Escuto o alarido dos pássaros do Sertão.
Debruço-me no ninho do Cosmo.
Minhas mãos trabalham no vazio.
Minhas mãos trabalham na imensidão.
Longa batalha em busca da beleza.
Da boca dos pássaros, os violões do Sol.
Rezo benditos e grito os nomes da Terra.
Contemplo a mansidão do silêncio que voa.
As minhas sandálias são feitas de aurora.
De meus dedos esplendem labirintos.
Meu caminho é o strip-tease da solidão.
JOSÉ INÁCIO VIEIRA DE MELO
CAMPO DE CASSIANAS
Eterna a tua juventude sobre a mesa
Que abdicou do triunfo sem orgulho
De todos nós que sobrevivemos
A pelo menos um desconsolo mortal.
Eterno o teu corpo adolescente
Se oferecendo num banquete divino,
Sendo envolvido, devorado lentamente,
Atraído por uma forma indestrutível de virtude.
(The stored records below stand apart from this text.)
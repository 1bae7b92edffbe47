//! Precedence between ground-truth facts and narrative data
//!
//! Facts read from the raw report always win. The narrative only fills fields
//! the report left `NOT_STATED`, and adds records the report did not have.

use prelim_types::{
    Classification, ComplexityLevel, ComplexitySummary, DocumentSection, LienCard, LienRecord,
    NarrativeRequirement, PropertyIdentity, RecordSource, RequirementRecord, RequirementsView,
    Severity, TitleAnalysis,
};
use tracing::debug;

use crate::classifier::classify;
use crate::extractors::Extraction;
use crate::fallback::NarrativeParse;
use crate::guidance::{build_guidance, narrative_text};

/// First row whose minimums are both met decides the level
pub struct ComplexityThreshold {
    pub min_blockers: usize,
    pub min_material: usize,
    pub level: ComplexityLevel,
}

pub const COMPLEXITY_THRESHOLDS: &[ComplexityThreshold] = &[
    ComplexityThreshold {
        min_blockers: 3,
        min_material: 0,
        level: ComplexityLevel::High,
    },
    ComplexityThreshold {
        min_blockers: 1,
        min_material: 0,
        level: ComplexityLevel::Moderate,
    },
    ComplexityThreshold {
        min_blockers: 0,
        min_material: 3,
        level: ComplexityLevel::Moderate,
    },
    ComplexityThreshold {
        min_blockers: 0,
        min_material: 0,
        level: ComplexityLevel::Lower,
    },
];

pub fn complexity(records: &[RequirementRecord]) -> ComplexitySummary {
    let count = |severity: Severity| {
        records
            .iter()
            .filter(|r| r.classification.severity == severity)
            .count()
    };
    let blockers = count(Severity::Blocker);
    let material = count(Severity::Material);
    let informational = count(Severity::Informational);

    let level = COMPLEXITY_THRESHOLDS
        .iter()
        .find(|t| blockers >= t.min_blockers && material >= t.min_material)
        .map(|t| t.level)
        .unwrap_or(ComplexityLevel::Lower);

    ComplexitySummary {
        blockers,
        material,
        informational,
        level,
        label: level.label().to_string(),
    }
}

/// Ground fields win; the narrative fills `NOT_STATED` gaps
pub fn merge_property(mut ground: PropertyIdentity, narrative: PropertyIdentity) -> PropertyIdentity {
    ground.address.fill_from(narrative.address);
    ground.parcel_id.fill_from(narrative.parcel_id);
    ground.effective_date.fill_from(narrative.effective_date);
    ground
        .proposed_loan_amount
        .fill_from(narrative.proposed_loan_amount);
    ground.proposed_lender.fill_from(narrative.proposed_lender);
    ground
}

fn same_lien(ground: &LienRecord, narrative: &LienRecord) -> bool {
    match (ground.recording_number.value(), narrative.recording_number.value()) {
        (Some(a), Some(b)) => a == b,
        _ => ground.position == narrative.position,
    }
}

/// Merge narrative lien cards into the extracted liens.
///
/// With no extracted liens the narrative's are used as-is. Otherwise each
/// card that matches an extracted lien fills that lien's gaps and is shown
/// with the merged record; cards matching nothing are dropped.
pub fn reconcile_liens(
    mut ground: Vec<LienRecord>,
    cards: Vec<LienCard>,
) -> (Vec<LienRecord>, Vec<LienCard>) {
    if ground.is_empty() {
        let records = cards.iter().map(|c| c.record.clone()).collect();
        return (records, cards);
    }

    let matched: Vec<(usize, LienCard)> = cards
        .into_iter()
        .filter_map(|card| {
            let index = ground.iter().position(|g| same_lien(g, &card.record))?;
            Some((index, card))
        })
        .collect();

    for (index, card) in &matched {
        ground[*index].fill_gaps_from(&card.record);
    }

    let cards = matched
        .into_iter()
        .map(|(index, mut card)| {
            card.record = ground[index].clone();
            card
        })
        .collect();
    (ground, cards)
}

/// A requirement record read from the narrative
pub fn narrative_record(requirement: &NarrativeRequirement) -> RequirementRecord {
    let raw = narrative_text(requirement);
    let requirement_type = classify(&raw).requirement_type;
    RequirementRecord {
        item_numbers: requirement.item_numbers.clone(),
        raw,
        classification: Classification {
            requirement_type,
            severity: requirement.severity,
        },
        source: RecordSource::Narrative,
    }
}

/// Extracted records first; narrative records are appended unless an
/// extracted record already covers one of their item numbers
pub fn merge_requirements(
    document: Vec<RequirementRecord>,
    narrative: Option<&RequirementsView>,
) -> Vec<RequirementRecord> {
    let covered: Vec<u32> = document
        .iter()
        .flat_map(|r| r.item_numbers.iter().copied())
        .collect();

    let mut records = document;
    if let Some(view) = narrative {
        records.extend(
            view.iter()
                .filter(|r| !r.item_numbers.iter().any(|n| covered.contains(n)))
                .map(narrative_record),
        );
    }
    records
}

/// Combine extractor output and parsed narrative into the final analysis
pub fn reconcile(
    extraction: Extraction,
    sections: Vec<DocumentSection>,
    parse: NarrativeParse,
) -> TitleAnalysis {
    let Extraction {
        mut facts,
        requirements,
    } = extraction;
    let NarrativeParse {
        property,
        tax_parcels,
        mut views,
    } = parse;

    facts.property = merge_property(facts.property, property);
    if facts.tax_parcels.is_empty() {
        facts.tax_parcels = tax_parcels;
    }

    let (lien_records, cards) =
        reconcile_liens(std::mem::take(&mut facts.lien_records), std::mem::take(&mut views.liens));
    facts.lien_records = lien_records;
    views.liens = cards;
    facts.refresh_aggregates();

    let requirements = merge_requirements(requirements, views.requirements.as_ref());
    let guidance = build_guidance(&requirements, views.requirements.as_ref());
    let complexity = complexity(&requirements);

    debug!(
        requirements = requirements.len(),
        liens = facts.lien_records.len(),
        level = complexity.label.as_str(),
        "Reconciled analysis"
    );

    TitleAnalysis {
        facts,
        sections,
        requirements,
        guidance,
        complexity,
        views,
    }
}

#[cfg(test)]
mod tests {
    use super::*;
    use pretty_assertions::assert_eq;
    use prelim_types::{RequirementMode, RequirementType, Stated};

    fn record(items: &[u32], severity: Severity) -> RequirementRecord {
        RequirementRecord {
            item_numbers: items.to_vec(),
            raw: String::new(),
            classification: Classification {
                requirement_type: RequirementType::Unspecified,
                severity,
            },
            source: RecordSource::Document,
        }
    }

    fn lien(position: &str, recording: Stated<String>) -> LienRecord {
        LienRecord {
            position: position.to_string(),
            recording_number: recording,
            ..LienRecord::default()
        }
    }

    fn card(record: LienRecord) -> LienCard {
        LienCard {
            record,
            lien_type: Stated::Value("Deed of Trust".to_string()),
            status: Stated::NotStated,
            foreclosure_info: Stated::NotStated,
            suggested_action: Stated::NotStated,
        }
    }

    fn narrative(items: &[u32], title: &str, severity: Severity) -> NarrativeRequirement {
        NarrativeRequirement {
            mode: RequirementMode::CompanyRequirements,
            item_numbers: items.to_vec(),
            title: title.to_string(),
            details: Stated::NotStated,
            next_step: Stated::NotStated,
            owner: Stated::NotStated,
            closing_impact: Stated::NotStated,
            why_it_matters: Stated::NotStated,
            severity,
        }
    }

    #[test]
    fn test_complexity_moderate_with_two_blockers() {
        let mut records = vec![record(&[1], Severity::Blocker), record(&[2], Severity::Blocker)];
        records.extend((3..7).map(|n| record(&[n], Severity::Material)));
        records.push(record(&[7], Severity::Informational));

        let summary = complexity(&records);
        assert_eq!(summary.label, "Moderate complexity");
        assert_eq!(
            (summary.blockers, summary.material, summary.informational),
            (2, 4, 1)
        );
        assert_eq!(
            summary.blockers + summary.material + summary.informational,
            records.len()
        );
    }

    #[test]
    fn test_complexity_levels() {
        let three_blockers: Vec<_> = (1..4).map(|n| record(&[n], Severity::Blocker)).collect();
        assert_eq!(complexity(&three_blockers).level, ComplexityLevel::High);

        let three_material: Vec<_> = (1..4).map(|n| record(&[n], Severity::Material)).collect();
        assert_eq!(complexity(&three_material).level, ComplexityLevel::Moderate);

        let two_material: Vec<_> = (1..3).map(|n| record(&[n], Severity::Material)).collect();
        assert_eq!(complexity(&two_material).label, "Lower complexity");
        assert_eq!(complexity(&[]).level, ComplexityLevel::Lower);
    }

    #[test]
    fn test_merge_property_fills_gaps_only() {
        let ground = PropertyIdentity {
            parcel_id: Stated::Value("123-456-789".to_string()),
            ..PropertyIdentity::default()
        };
        let narrative = PropertyIdentity {
            address: Stated::Value("123 Main St".to_string()),
            parcel_id: Stated::Value("999-999-999".to_string()),
            ..PropertyIdentity::default()
        };
        let merged = merge_property(ground, narrative);
        assert_eq!(merged.parcel_id, Stated::Value("123-456-789".to_string()));
        assert_eq!(merged.address, Stated::Value("123 Main St".to_string()));
    }

    #[test]
    fn test_ground_liens_win_and_unmatched_cards_drop() {
        let mut ground_lien = lien("1st", Stated::Value("2019-0012345".to_string()));
        ground_lien.amount = Stated::Value("$450,000.00".to_string());

        let mut matching = lien("2nd", Stated::Value("2019-0012345".to_string()));
        matching.amount = Stated::Value("$1.00".to_string());
        matching.beneficiary = Stated::Value("ABC Bank".to_string());
        matching.has_notice_of_default = true;
        let stray = lien("3rd", Stated::Value("2020-0000001".to_string()));

        let (records, cards) = reconcile_liens(vec![ground_lien], vec![card(matching), card(stray)]);

        assert_eq!(records.len(), 1);
        assert_eq!(records[0].amount, Stated::Value("$450,000.00".to_string()));
        assert_eq!(records[0].beneficiary, Stated::Value("ABC Bank".to_string()));
        assert!(records[0].has_notice_of_default);
        assert_eq!(cards.len(), 1);
        assert_eq!(cards[0].record, records[0]);
    }

    #[test]
    fn test_liens_match_by_position_without_recording_numbers() {
        let ground = lien("1st", Stated::NotStated);
        let mut narrative = lien("1st", Stated::Value("2019-0012345".to_string()));
        narrative.trustee = Stated::Value("First American Title Company".to_string());

        let (records, _) = reconcile_liens(vec![ground], vec![card(narrative)]);
        assert_eq!(
            records[0].recording_number,
            Stated::Value("2019-0012345".to_string())
        );
        assert_eq!(
            records[0].trustee,
            Stated::Value("First American Title Company".to_string())
        );
    }

    #[test]
    fn test_narrative_liens_used_when_none_extracted() {
        let narrative = lien("1st", Stated::Value("2019-0012345".to_string()));
        let (records, cards) = reconcile_liens(Vec::new(), vec![card(narrative.clone())]);
        assert_eq!(records, vec![narrative]);
        assert_eq!(cards.len(), 1);
    }

    #[test]
    fn test_document_record_wins_per_item_number() {
        let document = vec![RequirementRecord {
            item_numbers: vec![7],
            raw: "Statement of Information".to_string(),
            classification: Classification {
                requirement_type: RequirementType::StatementOfInformation,
                severity: Severity::Material,
            },
            source: RecordSource::Document,
        }];
        let view = RequirementsView {
            company_requirements: vec![
                narrative(&[7], "Payoff demand", Severity::Blocker),
                narrative(&[9], "Informational note about the CC&Rs", Severity::Informational),
            ],
            ..RequirementsView::default()
        };

        let merged = merge_requirements(document, Some(&view));
        assert_eq!(merged.len(), 2);
        assert_eq!(merged[0].source, RecordSource::Document);
        assert_eq!(merged[1].item_numbers, vec![9]);
        assert_eq!(merged[1].source, RecordSource::Narrative);
        assert_eq!(merged[1].classification.severity, Severity::Informational);
    }

    #[test]
    fn test_narrative_record_classifies_title_and_details() {
        let mut requirement = narrative(&[4], "Lender payoff", Severity::Material);
        requirement.details = Stated::Value("Obtain a payoff demand from ABC Bank".to_string());
        let record = narrative_record(&requirement);
        assert_eq!(
            record.classification.requirement_type,
            RequirementType::PayoffDemand
        );
        assert_eq!(record.raw, "Lender payoff: Obtain a payoff demand from ABC Bank");
    }
}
Na tua imagem um sem-fim de sutilezas
Que não se apagam por falta de emoção
Senão o contrário, que abrasam, que fustigam,
Com uma beleza que nunca nos pediu retribuição.
É no mármore o teu busto querendo ser tocado
É no torpor à sombra de uma grande asa
Em um dos bíblicos jardins do oriente
A idade da inocência em que tua vida se calou.
Como a cada ano os lírios, os gladíolos,
Os cravos e os crisântemos, todos brancos,
Também o teu nome rebenta e se multiplica
Num imenso campo mágico de cassianas.